“I didn’t raise him that way,” she said, though she can laugh about it now.
Hoping to qualify academically for Division I schools, he stayed close to home at North Carolina Tech Preparatory Christian Academy. He never played there, though, and quickly decided the school — which propelled fellow wideouts Antonio Brown and Lestar Jean toward the NFL but was also investigated by the state of North Carolina and ESPN’s “Outside the Lines” — didn’t have his best interests in mind.
After one semester, Patterson, a country boy at heart who is just as likely to be bumping Hunter Hayes in his headphones as he is hip-hop, headed to Hutchinson Community College in Kansas.
Hutchinson coach Rion Rhoades soon found out that it was probably easier to tackle Patterson than it was to earn his trust.
“He was probably a little bit tougher nut to crack than most,” he said. “It just took a while, and I think he finally figured out that we cared about more than just what he did on the football field.”
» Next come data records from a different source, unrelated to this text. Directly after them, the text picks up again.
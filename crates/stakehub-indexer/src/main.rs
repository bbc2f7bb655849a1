// crates/stakehub-indexer/src/main.rs

use {
    anyhow::{anyhow, Context, Result},
    clap::Parser,
    stakehub_common::{
        types::Address,
        utils::{format_amount, parse_amount},
        IndexerConfig, PostgresConfig, StorageType,
    },
    stakehub_indexer::{execute_script, load_script, metrics, EventIndexer, LocalLedger},
    stakehub_staking::StakeHub,
    stakehub_store::{StakeHubStorageFactory, StorageFactory},
    std::{path::PathBuf, sync::Arc, time::Duration},
    tokio::sync::{mpsc, RwLock},
    tracing::{error, info, warn},
    tracing_subscriber::{fmt::format::FmtSpan, EnvFilter},
};

#[derive(Parser, Debug)]
#[clap(
    version,
    about = "StakeHub ledger indexer",
    long_about = "Executes a transaction script against an in-process StakeHub ledger and mirrors its events into storage"
)]
struct Args {
    /// JSON transaction script
    #[clap(short, long)]
    script: PathBuf,

    /// JSON indexer configuration
    #[clap(short, long, env = "STAKEHUB_CONFIG")]
    config: Option<PathBuf>,

    /// Ledger owner, used when no configuration file is given
    #[clap(long)]
    owner: Option<String>,

    /// Storage backend: memory or postgres
    #[clap(long)]
    storage: Option<String>,

    #[clap(long, env = "DATABASE_URL")]
    database_url: Option<String>,

    #[clap(long)]
    log_level: Option<String>,

    #[clap(long)]
    metrics_interval_seconds: Option<u64>,

    /// Minimum stake as a token amount, e.g. "0.5"
    #[clap(long)]
    min_stake: Option<String>,
}

fn build_config(args: &Args) -> Result<IndexerConfig> {
    let mut config = match &args.config {
        Some(path) => IndexerConfig::from_file(path)
            .with_context(|| format!("Failed to load configuration from {}", path.display()))?,
        None => {
            let owner = match &args.owner {
                Some(owner) => owner.parse::<Address>()?,
                None => Address::ZERO,
            };
            IndexerConfig::new(owner)
        }
    };

    if let Some(storage) = &args.storage {
        config.storage.storage_type = match storage.to_ascii_lowercase().as_str() {
            "memory" => StorageType::Memory,
            "postgres" => StorageType::Postgres,
            other => return Err(anyhow!("Unknown storage backend: {}", other)),
        };
    }
    if let Some(url) = &args.database_url {
        match config.storage.postgres.as_mut() {
            Some(postgres) => postgres.connection_string = url.clone(),
            None => config.storage.postgres = Some(PostgresConfig::new(url.clone())),
        }
    }
    if let Some(level) = &args.log_level {
        config.log_level = level.clone();
    }
    if let Some(seconds) = args.metrics_interval_seconds {
        config.metrics_interval_seconds = seconds;
    }
    if let Some(amount) = &args.min_stake {
        config.staking.min_stake =
            parse_amount(amount).with_context(|| format!("Invalid --min-stake {}", amount))?;
    }

    config.validate()?;
    Ok(config)
}

#[tokio::main]
async fn main() -> Result<()> {
    let args = Args::parse();
    let config = build_config(&args)?;

    let env_filter = EnvFilter::try_from_default_env()
        .unwrap_or_else(|_| EnvFilter::new(&config.log_level));

    tracing_subscriber::fmt()
        .with_env_filter(env_filter)
        .with_span_events(FmtSpan::CLOSE)
        .with_target(true)
        .init();

    info!("🔧 Ledger owner: {}", config.owner);
    info!("💾 Initializing {:?} storage", config.storage.storage_type);
    let storage = StakeHubStorageFactory::new(config.storage.clone())
        .create_storage()
        .await
        .context("Failed to create storage")?;

    let transactions = load_script(&args.script)?;
    info!("📜 Loaded {} transactions", transactions.len());

    let hub = Arc::new(RwLock::new(StakeHub::new(config.staking.clone(), config.owner)));
    let ledger = Arc::new(LocalLedger::new(hub.clone()));

    let indexer = EventIndexer::new(storage.clone(), ledger).await?;
    let reporter = metrics::spawn_reporter(
        indexer.metrics(),
        Duration::from_secs(config.metrics_interval_seconds.max(1)),
    );
    let indexing_metrics = indexer.metrics();

    let (event_tx, event_rx) = mpsc::channel(config.channel_capacity);
    let indexer_handle = tokio::spawn(indexer.run(event_rx));
    let script_handle = tokio::spawn(execute_script(hub.clone(), transactions, event_tx));

    let finished = async {
        let report = script_handle.await??;
        indexer_handle.await??;
        Ok::<_, anyhow::Error>(report)
    };

    tokio::select! {
        result = finished => {
            match result {
                Ok(report) => info!(
                    "✅ Script complete: {} applied, {} rejected, {} events indexed",
                    report.applied, report.rejected, report.events
                ),
                Err(e) => error!("Indexing failed: {:#}", e),
            }
        }
        _ = tokio::signal::ctrl_c() => {
            info!("Shutting down...");
        }
    }

    reporter.abort();
    if let Ok(mut m) = indexing_metrics.lock() {
        m.update_rates();
        m.log_metrics();
    }

    {
        let hub = hub.read().await;
        match hub.audit() {
            Ok(()) => info!(
                "Ledger: {} validators, {} total staked, {} rewards paid",
                hub.get_validator_count(),
                format_amount(hub.get_total_staked()),
                format_amount(hub.rewards_paid()),
            ),
            Err(e) => warn!("Ledger audit failed: {}", e),
        }
    }

    storage.close().await?;
    info!("✅ Indexer shutdown complete");
    Ok(())
}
Which was pretty much everything.
Rhoades used him as a receiver, runner, Wildcat quarterback and even his backup kicker. But Patterson was feared most as a kickoff returner. Opponents tried to kick away from him, including squibbing it short. So Rhoades had his backup quarterback line up as the up back, catch the kickoff and chuck the ball to Patterson, who averaged 48.2 yards as a sophomore.
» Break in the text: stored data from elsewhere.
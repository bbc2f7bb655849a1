//! Transactions: a sender, a block position and one ledger call.

use {
    crate::{staking::ValidatorProfile, Result, StakeHub},
    serde::{Deserialize, Serialize},
    stakehub_common::types::{Address, BlockContext, ContractEvent},
};

#[derive(Debug, Clone, PartialEq, Eq, Serialize, Deserialize)]
#[serde(tag = "type", rename_all = "snake_case")]
pub enum Call {
    RegisterValidator {
        name: String,
        #[serde(default)]
        description: String,
        #[serde(default)]
        social_links: String,
        commission_rate: u16,
    },
    UpdateValidator(ValidatorProfile),
    SetValidatorUptime {
        validator: Address,
        uptime: u16,
    },
    Stake {
        validator: Address,
        #[serde(with = "stakehub_common::utils::decimal_u128")]
        amount: u128,
    },
    SetAutoCompound {
        validator: Address,
        enabled: bool,
    },
    ClaimRewards {
        validator: Address,
    },
    CreateCommunityPool {
        name: String,
        #[serde(default)]
        validator: Option<Address>,
    },
    ContributeToPool {
        pool_id: u64,
        #[serde(with = "stakehub_common::utils::decimal_u128")]
        amount: u128,
    },
    CloseCommunityPool {
        pool_id: u64,
    },
    RecordReferral {
        referrer: Address,
    },
}

impl Call {
    pub fn name(&self) -> &'static str {
        match self {
            Call::RegisterValidator { .. } => "registerValidator",
            Call::UpdateValidator(_) => "updateValidator",
            Call::SetValidatorUptime { .. } => "setValidatorUptime",
            Call::Stake { .. } => "stake",
            Call::SetAutoCompound { .. } => "setAutoCompound",
            Call::ClaimRewards { .. } => "claimRewards",
            Call::CreateCommunityPool { .. } => "createCommunityPool",
            Call::ContributeToPool { .. } => "contributeToPool",
            Call::CloseCommunityPool { .. } => "closeCommunityPool",
            Call::RecordReferral { .. } => "recordReferral",
        }
    }
}

#[derive(Debug, Clone, PartialEq, Eq, Serialize, Deserialize)]
pub struct Transaction {
    pub block: u64,
    pub timestamp: i64,
    pub sender: Address,
    pub call: Call,
}

impl Transaction {
    pub fn context(&self) -> BlockContext {
        BlockContext::new(self.block, self.timestamp)
    }
}

impl StakeHub {
    /// Applies one transaction and returns the events it emitted.
    pub fn execute(&mut self, tx: &Transaction) -> Result<Vec<ContractEvent>> {
        let ctx = tx.context();
        let sender = tx.sender;
        // events from earlier direct calls stay queued
        let start = self.pending_event_count();

        let outcome = match &tx.call {
            Call::RegisterValidator { name, description, social_links, commission_rate } => {
                self.register_validator(ctx, sender, name, description, social_links, *commission_rate)
            }
            Call::UpdateValidator(profile) => self.update_validator(ctx, sender, profile.clone()),
            Call::SetValidatorUptime { validator, uptime } => {
                self.set_validator_uptime(ctx, sender, *validator, *uptime)
            }
            Call::Stake { validator, amount } => self.stake(ctx, sender, *validator, *amount),
            Call::SetAutoCompound { validator, enabled } => {
                self.set_auto_compound(ctx, sender, *validator, *enabled)
            }
            Call::ClaimRewards { validator } => self.claim_rewards(ctx, sender, *validator).map(|_| ()),
            Call::CreateCommunityPool { name, validator } => {
                self.create_community_pool(ctx, sender, name, *validator).map(|_| ())
            }
            Call::ContributeToPool { pool_id, amount } => {
                self.contribute_to_pool(ctx, sender, *pool_id, *amount)
            }
            Call::CloseCommunityPool { pool_id } => self.close_community_pool(ctx, sender, *pool_id),
            Call::RecordReferral { referrer } => self.record_referral(ctx, sender, *referrer),
        };

        let emitted = self.split_events_from(start);
        outcome.map(|_| emitted)
    }
}

#[cfg(test)]
mod tests {
    use super::*;
    use stakehub_common::types::EventKind;
    use stakehub_common::StakingConfig;

    #[test]
    fn parses_script_entries() {
        let json = r#"[
            {"block": 1, "timestamp": 100, "sender": "0x0000000000000000000000000000000000000001",
             "call": {"type": "register_validator", "name": "Monad Validators", "commission_rate": 500}},
            {"block": 2, "timestamp": 110, "sender": "0x0000000000000000000000000000000000000003",
             "call": {"type": "stake", "validator": "0x0000000000000000000000000000000000000001",
                      "amount": "1000000000000000000"}},
            {"block": 3, "timestamp": 120, "sender": "0x0000000000000000000000000000000000000001",
             "call": {"type": "update_validator", "name": "MV", "commission_rate": 700}}
        ]"#;
        let txs: Vec<Transaction> = serde_json::from_str(json).unwrap();
        assert_eq!(txs.len(), 3);
        assert_eq!(txs[1].call.name(), "stake");
        match &txs[2].call {
            Call::UpdateValidator(profile) => {
                assert!(profile.is_active);
                assert_eq!(profile.commission_rate, 700);
            }
            other => panic!("unexpected call {other:?}"),
        }

        let mut hub = StakeHub::new(StakingConfig::default(), Address::ZERO);
        let events = hub.execute(&txs[0]).unwrap();
        assert!(matches!(events[0].kind, EventKind::ValidatorRegistered { .. }));
        let events = hub.execute(&txs[1]).unwrap();
        assert_eq!(events.len(), 2);
        assert_eq!(hub.get_total_staked(), 1_000_000_000_000_000_000);
    }

    #[test]
    fn failed_call_emits_nothing() {
        let mut hub = StakeHub::new(StakingConfig::default(), Address::ZERO);
        let tx = Transaction {
            block: 1,
            timestamp: 100,
            sender: Address::new([3; 20]),
            call: Call::ClaimRewards { validator: Address::new([1; 20]) },
        };
        assert!(hub.execute(&tx).is_err());
        assert!(hub.drain_events().is_empty());
    }
}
After two years and 36 touchdowns, the NCAA’s big boys came calling. Patterson, the nation’s No. 1 junior college recruit, picked a Tennessee hat from a pile that also included ones from LSU, Georgia and Ole Miss.
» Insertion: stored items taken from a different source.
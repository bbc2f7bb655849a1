use thiserror::Error;

#[derive(Error, Debug)]
pub enum StoreError {
    #[error("Not found: {0}")]
    NotFound(String),

    #[error("Invalid input: {0}")]
    InvalidInput(String),

    #[error("Corrupt row: {0}")]
    Corrupt(String),

    #[error("Database error: {0}")]
    Database(#[from] sqlx::Error),

    #[error(transparent)]
    Other(#[from] anyhow::Error),
}

pub type Result<T> = std::result::Result<T, StoreError>;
In his only season in Knoxville, he scored a touchdown four different ways while earning all-SEC honors. Patterson was on the fence about declaring early. Then new Volunteers coach Butch Jones told the Knoxville News Sentinel that Patterson was “definitely going to the NFL.” The two have never talked.
“He put that article out, so I thought that was the best thing for me, to just go on and get up out of there,” Patterson said.
The Vikings traded up to draft him 29th overall. And to think, Patterson nearly fell through the cracks.
“There are some great players just walking the streets,” Rhoades said. “I’m super thankful that CP embraced his opportunities so he didn’t become one of those guys.”
‘Thrill a minute’
After watching tape of Patterson slaloming through SEC defenses and coverage teams, George Stewart, the Vikings’ wide receivers coach, couldn’t wait to coach him.
“This guy was a thrill a minute, all loosey-goosey, just making plays,” Stewart said.
Patterson is 6 feet 2 and 220 pounds with a chiseled upper body and 4.4 speed. But Stewart says that what makes him special is his vision.
“All the great players I’ve been associated with had a big viewfinder. They can see everything,” Stewart said. “That’s something that is God-given, that awareness. Those great players — Barry Sanders, Jerry Rice, Deion Sanders — they all had great vision.”